PROLOG
Jika ada yang berkata
bahwa aku bisa menghilangkan tiga hal yang tidak aku sukai, aku mungkin akan
meminta untuk menghilangkan perang, kemiskinan, dan Umezono Komaki.
Umezono Komaki. Bagi
orang lain, dia tampak sempurna. Dia memiliki kepribadian yang baik, kemampuan
atletis yang luar biasa, dan nilai yang bagus. Ada yang mengatakan dia adalah
kecantikan tanpa cacat, tetapi kenyataannya, tidak ada habisnya anak laki-laki
yang menyatakan cinta padanya.
Namun, semua orang tidak
tahu sifat asli Komaki. Sebenarnya, dia memiliki kepribadian yang sangat buruk
yang berbanding terbalik dengan wajahnya yang cantik, jahat, dan matanya yang
bulat selalu tampak merendahkan orang lain. Bahkan sekarang, lihat.
"Hey, belum
selesai?"
Dia duduk di meja dan
menatap ke bawah padaku.
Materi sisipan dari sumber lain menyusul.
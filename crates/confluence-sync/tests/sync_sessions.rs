//! End-to-end session tests against the mock service layer.

use std::sync::Arc;
use std::time::Duration;

use bytes::Bytes;
use rand::Rng;
use tokio::sync::mpsc;
use tokio::task::JoinHandle;

use confluence_core::mock::{MockNodeDirectory, MockStreamCache, MockStreamService};
use confluence_core::{
    NODE_ADDRESS_LEN, NodeAddress, STREAM_ID_LEN, StreamId, SyncCookie, SyncError, SyncFrame,
    SyncOp, SyncResult,
};
use confluence_sync::SyncHandler;

fn addr(b: u8) -> NodeAddress {
    NodeAddress::new([b; NODE_ADDRESS_LEN])
}

fn sid(b: u8) -> StreamId {
    StreamId::new([b; STREAM_ID_LEN])
}

struct Session {
    handler: Arc<SyncHandler>,
    sync_id: String,
    rx: mpsc::UnboundedReceiver<SyncFrame>,
    runner: JoinHandle<SyncResult<()>>,
}

impl Session {
    /// Open a session and consume the leading `New` frame.
    async fn open(handler: Arc<SyncHandler>, cookies: Vec<SyncCookie>) -> Self {
        let _ = tracing_subscriber::fmt().with_test_writer().try_init();
        let (tx, mut rx) = mpsc::unbounded_channel();
        let runner = tokio::spawn({
            let handler = handler.clone();
            async move { handler.sync_streams(cookies, &tx).await }
        });
        let first = rx.recv().await.expect("session must send New first");
        assert_eq!(first.op, SyncOp::New);
        Session {
            handler,
            sync_id: first.sync_id,
            rx,
            runner,
        }
    }

    async fn next(&mut self) -> SyncFrame {
        tokio::time::timeout(Duration::from_secs(5), self.rx.recv())
            .await
            .expect("timed out waiting for frame")
            .expect("session closed unexpectedly")
    }

    /// Cancel the session and consume the trailing `Close` frame.
    async fn close(mut self) {
        self.handler.cancel_sync(&self.sync_id).await.unwrap();
        loop {
            let frame = self.next().await;
            if frame.op == SyncOp::Close {
                break;
            }
        }
        self.runner.await.unwrap().unwrap();
    }
}

#[tokio::test]
async fn test_adding_tracked_stream_is_noop() {
    let cache = MockStreamCache::new(addr(1));
    let stream = cache.register_stream(sid(2));
    let handler = SyncHandler::new(addr(1), cache.clone(), MockNodeDirectory::new());

    let cookie = SyncCookie::start_of(addr(1), sid(2));
    let mut session = Session::open(handler.clone(), vec![cookie.clone()]).await;

    // A second add of the same stream succeeds without subscribing twice.
    handler
        .add_stream_to_sync(&session.sync_id, cookie)
        .await
        .unwrap();
    assert_eq!(stream.listener_count(), 1);

    // One append produces exactly one update.
    stream.append(1, 1, Bytes::from_static(b"once"));
    let frame = session.next().await;
    assert_eq!(frame.op, SyncOp::Update);

    handler.ping_sync(&session.sync_id, "fence").await.unwrap();
    let frame = session.next().await;
    assert_eq!(frame.op, SyncOp::Pong);

    session.close().await;
}

#[tokio::test]
async fn test_per_stream_ordering_survives_interleaving() {
    let cache = MockStreamCache::new(addr(1));
    let stream_a = cache.register_stream(sid(2));
    let stream_b = cache.register_stream(sid(3));
    let handler = SyncHandler::new(addr(1), cache.clone(), MockNodeDirectory::new());

    let mut session = Session::open(
        handler.clone(),
        vec![
            SyncCookie::start_of(addr(1), sid(2)),
            SyncCookie::start_of(addr(1), sid(3)),
        ],
    )
    .await;

    // Randomly merge two per-stream append schedules.
    const PER_STREAM: u64 = 20;
    let mut rng = rand::rng();
    let (mut next_a, mut next_b) = (1u64, 1u64);
    while next_a <= PER_STREAM || next_b <= PER_STREAM {
        let pick_a = next_b > PER_STREAM || (next_a <= PER_STREAM && rng.random_bool(0.5));
        if pick_a {
            stream_a.append(1, next_a, Bytes::from_static(b"a"));
            next_a += 1;
        } else {
            stream_b.append(1, next_b, Bytes::from_static(b"b"));
            next_b += 1;
        }
    }

    let (mut got_a, mut got_b) = (Vec::new(), Vec::new());
    for _ in 0..(2 * PER_STREAM) {
        let frame = session.next().await;
        assert_eq!(frame.op, SyncOp::Update);
        let cookie = frame.next_cookie.clone().unwrap();
        match frame.stream_id().unwrap() {
            id if id == sid(2) => got_a.push(cookie.slot),
            id if id == sid(3) => got_b.push(cookie.slot),
            other => panic!("unexpected stream {other}"),
        }
    }
    let want: Vec<u64> = (1..=PER_STREAM).collect();
    assert_eq!(got_a, want);
    assert_eq!(got_b, want);

    session.close().await;
}

#[tokio::test]
async fn test_removing_last_remote_stream_drops_connection() {
    let cache = MockStreamCache::new(addr(1));
    let directory = MockNodeDirectory::new();
    let remote = MockStreamService::new(addr(2));
    directory.register(remote.clone());
    let handler = SyncHandler::new(addr(1), cache, directory);

    let cookie = remote.cookie_for(sid(5));
    let mut session = Session::open(handler.clone(), vec![cookie.clone()]).await;
    assert_eq!(remote.connections_opened(), 1);

    handler
        .remove_stream_from_sync(&session.sync_id, sid(5))
        .await
        .unwrap();
    assert_eq!(remote.removed_calls(), vec![(session.sync_id.clone(), sid(5))]);

    // Removing again: the registry no longer knows the stream.
    let err = handler
        .remove_stream_from_sync(&session.sync_id, sid(5))
        .await
        .unwrap_err();
    assert!(matches!(err, SyncError::NotFound(_)));

    // Re-adding builds a fresh connection rather than reusing a dead one.
    tokio::time::sleep(Duration::from_millis(50)).await;
    handler
        .add_stream_to_sync(&session.sync_id, cookie)
        .await
        .unwrap();
    assert_eq!(remote.connections_opened(), 2);

    remote.push_update(remote.cookie_for(sid(5)).advanced(1, 1, [1u8; 32]), Bytes::from_static(b"x")).await;
    let frame = session.next().await;
    assert_eq!(frame.op, SyncOp::Update);

    session.close().await;
}

#[tokio::test]
async fn test_severed_connection_downs_every_stream_once() {
    let cache = MockStreamCache::new(addr(1));
    let local = cache.register_stream(sid(9));
    let directory = MockNodeDirectory::new();
    let remote = MockStreamService::new(addr(2));
    directory.register(remote.clone());
    let handler = SyncHandler::new(addr(1), cache.clone(), directory);

    let mut session = Session::open(
        handler.clone(),
        vec![
            SyncCookie::start_of(addr(1), sid(9)),
            remote.cookie_for(sid(5)),
            remote.cookie_for(sid(6)),
        ],
    )
    .await;

    remote.sever();

    let mut downed = Vec::new();
    for _ in 0..2 {
        let frame = session.next().await;
        assert_eq!(frame.op, SyncOp::Down);
        downed.push(frame.stream_id().unwrap());
    }
    downed.sort();
    assert_eq!(downed, vec![sid(5), sid(6)]);

    // The session itself is unaffected: local traffic still flows and no
    // further Down frames appear.
    local.append(1, 1, Bytes::from_static(b"still here"));
    let frame = session.next().await;
    assert_eq!(frame.op, SyncOp::Update);
    assert_eq!(frame.stream_id(), Some(sid(9)));

    session.close().await;
}

#[tokio::test]
async fn test_unreachable_backend_reports_down_not_failure() {
    let cache = MockStreamCache::new(addr(1));
    cache.register_stream(sid(9));
    let handler = SyncHandler::new(addr(1), cache.clone(), MockNodeDirectory::new());

    // addr(3) resolves to nothing.
    let mut session = Session::open(
        handler.clone(),
        vec![
            SyncCookie::start_of(addr(1), sid(9)),
            SyncCookie::start_of(addr(3), sid(5)),
        ],
    )
    .await;

    let frame = session.next().await;
    assert_eq!(frame.op, SyncOp::Down);
    assert_eq!(frame.stream_id(), Some(sid(5)));

    session.close().await;
}

#[tokio::test]
async fn test_two_nodes_one_down_one_up() {
    let cache = MockStreamCache::new(addr(1));
    let stream_x = cache.register_stream(sid(2));
    let directory = MockNodeDirectory::new();
    let node_y = MockStreamService::new(addr(2));
    directory.register(node_y.clone());
    let handler = SyncHandler::new(addr(1), cache.clone(), directory);

    let y_cookie = node_y.cookie_for(sid(5));
    let mut session = Session::open(
        handler.clone(),
        vec![SyncCookie::start_of(addr(1), sid(2)), y_cookie.clone()],
    )
    .await;

    // Both backends deliver.
    stream_x.append(1, 1, Bytes::from_static(b"x1"));
    let frame = session.next().await;
    assert_eq!(frame.stream_id(), Some(sid(2)));

    node_y
        .push_update(y_cookie.advanced(1, 1, [1u8; 32]), Bytes::from_static(b"y1"))
        .await;
    let frame = session.next().await;
    assert_eq!(frame.stream_id(), Some(sid(5)));

    // Y dies; its stream goes down, X is untouched.
    node_y.sever();
    let frame = session.next().await;
    assert_eq!(frame.op, SyncOp::Down);
    assert_eq!(frame.stream_id(), Some(sid(5)));

    stream_x.append(1, 2, Bytes::from_static(b"x2"));
    let frame = session.next().await;
    assert_eq!(frame.op, SyncOp::Update);
    assert_eq!(frame.stream_id(), Some(sid(2)));

    // Y comes back: re-adding its stream opens a new connection and
    // updates flow again.
    tokio::time::sleep(Duration::from_millis(50)).await;
    handler
        .add_stream_to_sync(&session.sync_id, y_cookie.clone())
        .await
        .unwrap();
    assert_eq!(node_y.connections_opened(), 2);

    node_y
        .push_update(y_cookie.advanced(1, 2, [2u8; 32]), Bytes::from_static(b"y2"))
        .await;
    let frame = session.next().await;
    assert_eq!(frame.op, SyncOp::Update);
    assert_eq!(frame.stream_id(), Some(sid(5)));

    session.close().await;
}

#[tokio::test]
async fn test_ping_pong_round_trip() {
    let cache = MockStreamCache::new(addr(1));
    cache.register_stream(sid(2));
    let handler = SyncHandler::new(addr(1), cache.clone(), MockNodeDirectory::new());

    let mut session =
        Session::open(handler.clone(), vec![SyncCookie::start_of(addr(1), sid(2))]).await;

    handler.ping_sync(&session.sync_id, "alive?").await.unwrap();
    let frame = session.next().await;
    assert_eq!(frame.op, SyncOp::Pong);
    assert_eq!(frame.pong_nonce, "alive?");

    session.close().await;
}

#[tokio::test]
async fn test_debug_drop_stream_downs_remote_stream() {
    let cache = MockStreamCache::new(addr(1));
    let directory = MockNodeDirectory::new();
    let remote = MockStreamService::new(addr(2));
    directory.register(remote.clone());
    let handler = SyncHandler::new(addr(1), cache, directory);

    let mut session = Session::open(handler.clone(), vec![remote.cookie_for(sid(5))]).await;

    handler
        .debug_drop_stream(&session.sync_id, sid(5))
        .await
        .unwrap();
    assert_eq!(remote.dropped_calls(), vec![(session.sync_id.clone(), sid(5))]);

    let frame = session.next().await;
    assert_eq!(frame.op, SyncOp::Down);
    assert_eq!(frame.stream_id(), Some(sid(5)));

    session.close().await;
}

#[tokio::test]
async fn test_bad_cookie_rejected_before_session_state_changes() {
    let cache = MockStreamCache::new(addr(1));
    cache.register_stream(sid(2));
    let handler = SyncHandler::new(addr(1), cache.clone(), MockNodeDirectory::new());

    let session = Session::open(handler.clone(), vec![SyncCookie::start_of(addr(1), sid(2))]).await;

    let bad = SyncCookie::start_of(addr(1), StreamId::new([0u8; STREAM_ID_LEN]));
    let err = handler
        .add_stream_to_sync(&session.sync_id, bad)
        .await
        .unwrap_err();
    assert!(matches!(err, SyncError::BadSyncCookie(_) | SyncError::InvalidArgument(_)));

    session.close().await;
}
Dia menyilangkan kakinya dengan sombong dan mengetuk
bahu aku dengan jari kakinya. aku mengeraskan bibir aku untuk menunjukkan
ketidakpuasan aku.
"Apa, wajah itu.
Siapa yang kalah dalam pertandingan?"
Dengan suara yang jahat,
dia berkata begitu. aku teringat pada bos yang melakukan power harassment yang
aku lihat di drama.
Memang aku kalah.
aku yang mengatakan ingin
bertanding dengan nilai tes tengah semester, dan Komaki yang menetapkan syarat
"yang kalah harus memberikan kehormatannya kepada yang menang".
"Cepat lakukan,
ayo."
Komaki menyentuh bibirnya
dengan telunjuknya. Bibir yang lembab dengan lipstik tampak lembut, dan aku
pernah mendengar anak laki-laki di kelas aku mengatakan ingin menciumnya.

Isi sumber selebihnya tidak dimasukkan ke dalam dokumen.